A research project to utilise an active ingredient from bee venom as a potential cure for cancer has just been funded.

[ image: Part of the mellitin molecule]
Part of the mellitin molecule
The venom in the bee sting contains a number of active ingredients, the main one being mellitin, a molecule that kills cells by slicing through cell walls.

"What we have done is to modify the structure of the mellitin molecule and remove the part that causes the allergic reaction while still maintaining its ability to kill cells," said Dr Jerome Werkmeister of the Commonwealth Science and Industry Research Organisation, CSIRO.

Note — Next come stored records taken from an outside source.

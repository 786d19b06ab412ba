// Copyright 2024 Irreducible Inc.

pub mod env;
pub mod error_utils;
pub mod tracing;

#[doc(hidden)]
pub mod __private {
	pub use ::tracing;
}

One problem the researchers have to tackle is targeting the cell-killing activity of mellitin to cancer cells only and not to normal healthy cells.

Antibody molecule

They plan to achieve this by attaching the modified mellitin to an antibody molecule that specifically recognises cancer cells. The combination of a toxin and an antibody is called an immunotoxin.

"Chemotherapy drugs are not specific; they attack normal cells thereby causing unwanted side effects such as hair loss, vomiting and weight loss.

"Such symptoms limit the amount of drug that can be administered and hence its effectiveness," says CSIRO's Dr Dean Hewish.

Dr Werkmeister points out that mellitin is far less toxic than the plant and bacterial toxins used in earlier work. New immunotoxin drugs produced from it may reduce potential side effects while still retaining the specific killing of target cancers.

"We still have a fairly long way to go with this research. We are still some time from clinical application, but we are very optimistic," Dr Werkmeister concludes.